Everything being ephemeral could help someone right now, but what about the others in the future, wanting the exact same answer?


Just ask it again so you can burn- and drive out the existing members with repetitive questions!


Okay I'll elaborate, it's better for community building and answering questions for nascent companies or organizations. A lot of the time there's a big disconnect between a community and how a product is intended to be used.

I built a paper trading app for stocks and options and Discord was the primary place where the users talked. The subreddit was almost completely empty, nobody responded to tweets, the Instagram was thriving but there was no sense of community because you couldn't tell if anyone commenting actually used the product or a meme just showed up in their feed.

Did I have to repeat myself a bunch? Yes, but that's fine, especially because the answer sometimes changed (rapidly), like "No we don't support multiple trading accounts per user" > "Yeah I implemented that last week, it's in the release notes, to add a second account..."

For a mature product that's not changing as much and more or less has all its features built out, it makes sense to branch out into more structured forums that are easily searchable, especially as you progress through different versions and users are looking for answers to past versions.


> I built a paper trading app for stocks and options and Discord was the primary place where the users talked. The subreddit was almost completely empty, nobody responded to tweets, the Instagram was thriving but there was no sense of community because you couldn't tell if anyone commenting actually used the product or a meme just showed up in their feed.

What I'm hearing is that you think Discord is better than a forum, because people talked in Discord but they didn't talk in the forum, a forum which you didn't have?

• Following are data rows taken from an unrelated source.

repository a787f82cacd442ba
use axum::{http::StatusCode, Json};
use serde::Serialize;

/// Uniform response body: `{success, message, code, data}`.
#[derive(Debug, Serialize)]
pub struct Envelope<T> {
    pub success: bool,
    pub message: String,
    pub code: u16,
    pub data: Option<T>,
}

impl<T: Serialize> Envelope<T> {
    pub fn ok(message: impl Into<String>, data: T) -> Json<Self> {
        Json(Self {
            success: true,
            message: message.into(),
            code: StatusCode::OK.as_u16(),
            data: Some(data),
        })
    }

    pub fn failure(status: StatusCode, message: impl Into<String>) -> Self {
        Self {
            success: false,
            message: message.into(),
            code: status.as_u16(),
            data: None,
        }
    }
}

impl Envelope<()> {
    /// Success without a payload; `data` serializes as `null`.
    pub fn message(message: impl Into<String>) -> Json<Self> {
        Json(Self {
            success: true,
            message: message.into(),
            code: StatusCode::OK.as_u16(),
            data: None,
        })
    }
}
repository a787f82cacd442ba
mod app;
mod auth;
mod categories;
mod config;
mod db;
mod envelope;
mod error;
mod extract;
mod mailer;
mod state;
mod tasks;

#[cfg(test)]
mod testing;

use crate::config::AppConfig;
use crate::state::AppState;

#[tokio::main]
async fn main() -> anyhow::Result<()> {
    dotenvy::dotenv().ok();

    let env_filter = std::env::var("RUST_LOG")
        .unwrap_or_else(|_| "todolist=debug,axum=info,tower_http=info".to_string());
    let json_logs = std::env::var("LOG_FORMAT")
        .map(|v| v == "json")
        .unwrap_or(false);

    if json_logs {
        tracing_subscriber::fmt()
            .with_env_filter(env_filter)
            .with_target(false)
            .json()
            .init();
    } else {
        tracing_subscriber::fmt().with_env_filter(env_filter).init();
    }

    let config = AppConfig::from_env()?;
    let state = AppState::init(config).await?;

    let app = app::build_app(state);
    app::serve(app).await
}
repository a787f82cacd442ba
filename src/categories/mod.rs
use crate::state::AppState;
use axum::Router;

mod dto;
pub mod handlers;
pub mod repo;
pub mod repo_types;
mod services;

pub fn router() -> Router<AppState> {
    handlers::routes()
}
use axum::{
    extract::rejection::{JsonRejection, PathRejection},
    http::StatusCode,
    response::{IntoResponse, Response},
    Json,
};

use crate::envelope::Envelope;

/// Every failure a handler can surface. Each variant maps onto one HTTP status and the
/// message is what the client sees; causes are logged where the error is raised.
#[derive(Debug, thiserror::Error)]
pub enum AppError {
    #[error("{0}")]
    Validation(String),

    #[error("{0}")]
    Unauthorized(String),

    #[error("{0}")]
    NotFound(String),

    #[error("{0}")]
    Conflict(String),

    #[error("{0}")]
    Internal(String),
}

impl AppError {
    pub fn validation(msg: impl Into<String>) -> Self {
        Self::Validation(msg.into())
    }

    pub fn unauthorized(msg: impl Into<String>) -> Self {
        Self::Unauthorized(msg.into())
    }

    pub fn not_found(msg: impl Into<String>) -> Self {
        Self::NotFound(msg.into())
    }

    pub fn internal(msg: impl Into<String>) -> Self {
        Self::Internal(msg.into())
    }

    pub fn status(&self) -> StatusCode {
        match self {
            AppError::Validation(_) => StatusCode::BAD_REQUEST,
            AppError::Unauthorized(_) => StatusCode::UNAUTHORIZED,
            AppError::NotFound(_) => StatusCode::NOT_FOUND,
            AppError::Conflict(_) => StatusCode::CONFLICT,
            AppError::Internal(_) => StatusCode::INTERNAL_SERVER_ERROR,
        }
    }
}

impl IntoResponse for AppError {
    fn into_response(self) -> Response {
        let status = self.status();
        (status, Json(Envelope::<()>::failure(status, self.to_string()))).into_response()
    }
}

impl From<JsonRejection> for AppError {
    fn from(rejection: JsonRejection) -> Self {
        tracing::debug!(error = %rejection.body_text(), "rejected json body");
        AppError::validation("Invalid input")
    }
}

impl From<PathRejection> for AppError {
    fn from(rejection: PathRejection) -> Self {
        tracing::debug!(error = %rejection.body_text(), "rejected path");
        AppError::validation("Invalid id")
    }
}

pub type ApiResult<T> = Result<Json<Envelope<T>>, AppError>;

#[cfg(test)]
mod tests {
    use super::*;

    #[test]
    fn status_mapping() {
        assert_eq!(AppError::validation("x").status(), StatusCode::BAD_REQUEST);
        assert_eq!(AppError::unauthorized("x").status(), StatusCode::UNAUTHORIZED);
        assert_eq!(AppError::not_found("x").status(), StatusCode::NOT_FOUND);
        assert_eq!(AppError::Conflict("x".into()).status(), StatusCode::CONFLICT);
        assert_eq!(
            AppError::internal("x").status(),
            StatusCode::INTERNAL_SERVER_ERROR
        );
    }

    #[tokio::test]
    async fn error_renders_envelope() {
        let res = AppError::not_found("Task not found").into_response();
        assert_eq!(res.status(), StatusCode::NOT_FOUND);
        let body = axum::body::to_bytes(res.into_body(), usize::MAX)
            .await
            .unwrap();
        let json: serde_json::Value = serde_json::from_slice(&body).unwrap();
        assert_eq!(json["success"], false);
        assert_eq!(json["message"], "Task not found");
        assert_eq!(json["code"], 404);
        assert!(json["data"].is_null());
    }
}
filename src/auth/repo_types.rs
use serde::Serialize;
use sqlx::FromRow;
use time::OffsetDateTime;
use uuid::Uuid;

/// User record in the database.
#[derive(Debug, Clone, Serialize, FromRow)]
pub struct User {
    pub id: Uuid,
    pub name: String,
    pub email: String,
    #[serde(skip_serializing)]
    pub password_hash: String, // Argon2 PHC string; empty for OAuth-only accounts
    #[serde(skip_serializing)]
    pub otp: Option<String>,
    #[serde(skip_serializing)]
    pub otp_expires_at: Option<OffsetDateTime>,
    #[serde(with = "time::serde::rfc3339")]
    pub created_at: OffsetDateTime,
    #[serde(with = "time::serde::rfc3339")]
    pub updated_at: OffsetDateTime,
}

Do you have comparable experience building a community via a traditional forum VS doing so with Discord? As far as I can tell, it doesn't seem like you have tried a normal forum, yet you say Discord is better for community building.


Shouldn't the knowledge go into a wiki anyways? Reading old discussions in Reddit can turn up interesting things, but it's time consuming and bad information doesn't get fixed later.

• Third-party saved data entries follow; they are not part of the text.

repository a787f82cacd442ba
use anyhow::Context;
use async_trait::async_trait;
use uuid::Uuid;

use super::repo_types::{Task, TaskStatus};
use crate::db::{PgStore, StoreResult};

/// Owner-scoped task persistence. Every query carries `user_id`; a task owned by
/// someone else behaves exactly like a missing one.
#[async_trait]
pub trait TaskStore: Send + Sync {
    async fn insert_task(&self, task: &Task) -> StoreResult<Task>;

    async fn list_tasks(&self, user_id: Uuid) -> StoreResult<Vec<Task>>;

    async fn get_task(&self, user_id: Uuid, id: Uuid) -> StoreResult<Option<Task>>;

    /// Writes every mutable column of `task`, matched on `(id, user_id)`.
    async fn update_task(&self, task: &Task) -> StoreResult<Option<Task>>;

    async fn delete_tasks(&self, user_id: Uuid, ids: &[Uuid]) -> StoreResult<u64>;

    async fn set_tasks_status(
        &self,
        user_id: Uuid,
        ids: &[Uuid],
        status: TaskStatus,
    ) -> StoreResult<u64>;
}

const TASK_COLUMNS: &str = "id, user_id, title, short_desc, long_desc, priority, status, due_time, due_date, tags, created_at, updated_at";

#[async_trait]
impl TaskStore for PgStore {
    async fn insert_task(&self, task: &Task) -> StoreResult<Task> {
        let sql = format!(
            r#"
            INSERT INTO tasks (id, user_id, title, short_desc, long_desc, priority, status,
                               due_time, due_date, tags)
            VALUES ($1, $2, $3, $4, $5, $6, $7, $8, $9, $10)
            RETURNING {TASK_COLUMNS}
            "#
        );
        let row = sqlx::query_as::<_, Task>(&sql)
            .bind(task.id)
            .bind(task.user_id)
            .bind(&task.title)
            .bind(&task.short_desc)
            .bind(&task.long_desc)
            .bind(&task.priority)
            .bind(task.status.as_str())
            .bind(&task.due_time)
            .bind(&task.due_date)
            .bind(&task.tags)
            .fetch_one(&self.pool)
            .await
            .context("insert task")?;
        Ok(row)
    }

    async fn list_tasks(&self, user_id: Uuid) -> StoreResult<Vec<Task>> {
        let sql = format!(
            "SELECT {TASK_COLUMNS} FROM tasks WHERE user_id = $1 ORDER BY created_at ASC"
        );
        let rows = sqlx::query_as::<_, Task>(&sql)
            .bind(user_id)
            .fetch_all(&self.pool)
            .await
            .context("list tasks")?;
        Ok(rows)
    }

    async fn get_task(&self, user_id: Uuid, id: Uuid) -> StoreResult<Option<Task>> {
        let sql = format!("SELECT {TASK_COLUMNS} FROM tasks WHERE id = $1 AND user_id = $2");
        let row = sqlx::query_as::<_, Task>(&sql)
            .bind(id)
            .bind(user_id)
            .fetch_optional(&self.pool)
            .await
            .context("get task")?;
        Ok(row)
    }

    async fn update_task(&self, task: &Task) -> StoreResult<Option<Task>> {
        let sql = format!(
            r#"
            UPDATE tasks
               SET title = $3, short_desc = $4, long_desc = $5, priority = $6, status = $7,
                   due_time = $8, due_date = $9, tags = $10, updated_at = now()
             WHERE id = $1 AND user_id = $2
            RETURNING {TASK_COLUMNS}
            "#
        );
        let row = sqlx::query_as::<_, Task>(&sql)
            .bind(task.id)
            .bind(task.user_id)
            .bind(&task.title)
            .bind(&task.short_desc)
            .bind(&task.long_desc)
            .bind(&task.priority)
            .bind(task.status.as_str())
            .bind(&task.due_time)
            .bind(&task.due_date)
            .bind(&task.tags)
            .fetch_optional(&self.pool)
            .await
            .context("update task")?;
        Ok(row)
    }

    async fn delete_tasks(&self, user_id: Uuid, ids: &[Uuid]) -> StoreResult<u64> {
        let res = sqlx::query("DELETE FROM tasks WHERE user_id = $1 AND id = ANY($2)")
            .bind(user_id)
            .bind(ids)
            .execute(&self.pool)
            .await
            .context("delete tasks")?;
        Ok(res.rows_affected())
    }

    async fn set_tasks_status(
        &self,
        user_id: Uuid,
        ids: &[Uuid],
        status: TaskStatus,
    ) -> StoreResult<u64> {
        let res = sqlx::query(
            r#"
            UPDATE tasks
               SET status = $3, updated_at = now()
             WHERE user_id = $1 AND id = ANY($2)
            "#,
        )
        .bind(user_id)
        .bind(ids)
        .bind(status.as_str())
        .execute(&self.pool)
        .await
        .context("set tasks status")?;
        Ok(res.rows_affected())
    }
}
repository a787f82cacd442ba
use argon2::{
    password_hash::{PasswordHash, PasswordHasher, PasswordVerifier, SaltString},
    Argon2,
};
use rand::rngs::OsRng;
use tracing::{error, warn};

#[derive(Debug, thiserror::Error)]
#[error("password hashing failed: {0}")]
pub struct HashError(String);

/// Argon2id with a fresh OS-random salt; the salt travels inside the PHC string.
pub fn hash_password(plain: &str) -> Result<String, HashError> {
    let salt = SaltString::generate(&mut OsRng);
    let hash = Argon2::default()
        .hash_password(plain.as_bytes(), &salt)
        .map_err(|e| {
            error!(error = %e, "argon2 hash_password error");
            HashError(e.to_string())
        })?
        .to_string();
    Ok(hash)
}

/// True only when `plain` matches `hash`. Empty hashes (OAuth-only accounts) and
/// unparseable hashes never match.
pub fn verify_password(plain: &str, hash: &str) -> bool {
    if hash.is_empty() {
        return false;
    }
    let parsed = match PasswordHash::new(hash) {
        Ok(p) => p,
        Err(e) => {
            warn!(error = %e, "argon2 parse hash error");
            return false;
        }
    };
    Argon2::default()
        .verify_password(plain.as_bytes(), &parsed)
        .is_ok()
}
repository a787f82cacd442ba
use lazy_static::lazy_static;
use regex::Regex;

pub(crate) const WEAK_PASSWORD_MSG: &str = "Password must be at least 8 characters long and contain at least one uppercase letter, one lowercase letter, one number, and one special character";

pub(crate) fn is_valid_email(email: &str) -> bool {
    lazy_static! {
        static ref EMAIL_RE: Regex =
            Regex::new(r"^[a-z0-9._%+\-]+@[a-z0-9.\-]+\.[a-z]{2,}$").unwrap();
    }
    EMAIL_RE.is_match(email)
}

/// At least 8 characters with an uppercase letter, a lowercase letter, a digit and a
/// punctuation or symbol character.
pub(crate) fn is_strong_password(password: &str) -> bool {
    if password.chars().count() < 8 {
        return false;
    }

    let (mut upper, mut lower, mut digit, mut special) = (false, false, false, false);
    for c in password.chars() {
        if c.is_uppercase() {
            upper = true;
        } else if c.is_lowercase() {
            lower = true;
        } else if c.is_numeric() {
            digit = true;
        } else if !c.is_whitespace() && !c.is_control() && !c.is_alphanumeric() {
            special = true;
        }
    }
    upper && lower && digit && special
}

#[cfg(test)]
mod tests {
    use super::*;

    #[test]
    fn email_format() {
        assert!(is_valid_email("alice@example.com"));
        assert!(is_valid_email("a.b+tag@mail.example.co"));
        assert!(!is_valid_email("alice@"));
        assert!(!is_valid_email("alice example.com"));
        assert!(!is_valid_email("alice@example"));
        assert!(!is_valid_email(""));
    }

    #[test]
    fn password_strength() {
        assert!(is_strong_password("StrongP@ss1"));
        assert!(!is_strong_password("Sh0rt!"));
        assert!(!is_strong_password("nouppercase1!"));
        assert!(!is_strong_password("NOLOWERCASE1!"));
        assert!(!is_strong_password("NoDigitsHere!"));
        assert!(!is_strong_password("NoSpecial123"));
        assert!(!is_strong_password("With Space1a"));
    }
}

Luckily our book will also be available in hard copy so you can digest all that hard-won knowledge in an offline manner :)

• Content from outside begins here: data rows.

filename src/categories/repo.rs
use anyhow::Context;
use async_trait::async_trait;
use uuid::Uuid;

use super::repo_types::Category;
use crate::db::{PgStore, StoreResult};

#[async_trait]
pub trait CategoryStore: Send + Sync {
    async fn insert_category(&self, category: &Category) -> StoreResult<Category>;

    async fn list_categories(&self, user_id: Uuid) -> StoreResult<Vec<Category>>;

    async fn get_category(&self, user_id: Uuid, id: Uuid) -> StoreResult<Option<Category>>;

    /// Saves name and color, matched on `(id, user_id)`.
    async fn update_category(&self, category: &Category) -> StoreResult<Option<Category>>;

    async fn delete_category(&self, user_id: Uuid, id: Uuid) -> StoreResult<bool>;
}

const CATEGORY_COLUMNS: &str = "id, user_id, name, color, created_at, updated_at";

#[async_trait]
impl CategoryStore for PgStore {
    async fn insert_category(&self, category: &Category) -> StoreResult<Category> {
        let sql = format!(
            r#"
            INSERT INTO categories (id, user_id, name, color)
            VALUES ($1, $2, $3, $4)
            RETURNING {CATEGORY_COLUMNS}
            "#
        );
        let row = sqlx::query_as::<_, Category>(&sql)
            .bind(category.id)
            .bind(category.user_id)
            .bind(&category.name)
            .bind(&category.color)
            .fetch_one(&self.pool)
            .await
            .context("insert category")?;
        Ok(row)
    }

    async fn list_categories(&self, user_id: Uuid) -> StoreResult<Vec<Category>> {
        let sql = format!(
            "SELECT {CATEGORY_COLUMNS} FROM categories WHERE user_id = $1 ORDER BY created_at ASC"
        );
        let rows = sqlx::query_as::<_, Category>(&sql)
            .bind(user_id)
            .fetch_all(&self.pool)
            .await
            .context("list categories")?;
        Ok(rows)
    }

    async fn get_category(&self, user_id: Uuid, id: Uuid) -> StoreResult<Option<Category>> {
        let sql =
            format!("SELECT {CATEGORY_COLUMNS} FROM categories WHERE id = $1 AND user_id = $2");
        let row = sqlx::query_as::<_, Category>(&sql)
            .bind(id)
            .bind(user_id)
            .fetch_optional(&self.pool)
            .await
            .context("get category")?;
        Ok(row)
    }

    async fn update_category(&self, category: &Category) -> StoreResult<Option<Category>> {
        let sql = format!(
            r#"
            UPDATE categories
               SET name = $3, color = $4, updated_at = now()
             WHERE id = $1 AND user_id = $2
            RETURNING {CATEGORY_COLUMNS}
            "#
        );
        let row = sqlx::query_as::<_, Category>(&sql)
            .bind(category.id)
            .bind(category.user_id)
            .bind(&category.name)
            .bind(&category.color)
            .fetch_optional(&self.pool)
            .await
            .context("update category")?;
        Ok(row)
    }

    async fn delete_category(&self, user_id: Uuid, id: Uuid) -> StoreResult<bool> {
        let res = sqlx::query("DELETE FROM categories WHERE id = $1 AND user_id = $2")
            .bind(id)
            .bind(user_id)
            .execute(&self.pool)
            .await
            .context("delete category")?;
        Ok(res.rows_affected() == 1)
    }
}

I'll wait until chatGPT can regurgitate it.


I do understand your "snarky" comment humoring, however do buy a copy if you want to support them, it's neither cheap or easy to make a book.


losing all nuance by virtue of getting dopamine quicker? count me in!


I often see this comment, and every time I think; but having people come to the information AND the community is better for the project.


Short term perhaps, but long term having a non-indexed community is inconvenient for newcomers.


microsoft copilot can summarize discussions. with some orchestration it could extract even from past discussions question+answers and structure them in a stackoverflow-like format.

source: we use this feature in beta as part of the enterprise copilot license to summarize Teams calls. Yes, it listens to us talking and spits out bullet points from our discussions at the end of the call. It's so good it feels like magic sometimes.

note on copilot: any capable model could probably do it. I just said copilot because it does it today.


That's why Ritchie is very active on, and often refers to, Stackoverflow as well! Exactly to document frequent questions, instead of losing them to chat history.


there are projects that you can use to index discord servers, unfortunately a lot of communities just don't use them.


Why would they? A person who picks Discord has no idea what knowledge discovery is.


Forums work really well for this. I personally avoid using Discord because chatrooms are too much of a time suck. There's far more chaff to sift through and trying to keep up with everything leads to FOMO.


by community do you mean all the people who make an account just to ask a question on the project's discord, only ever open it to check if someone answered and then never use discord again?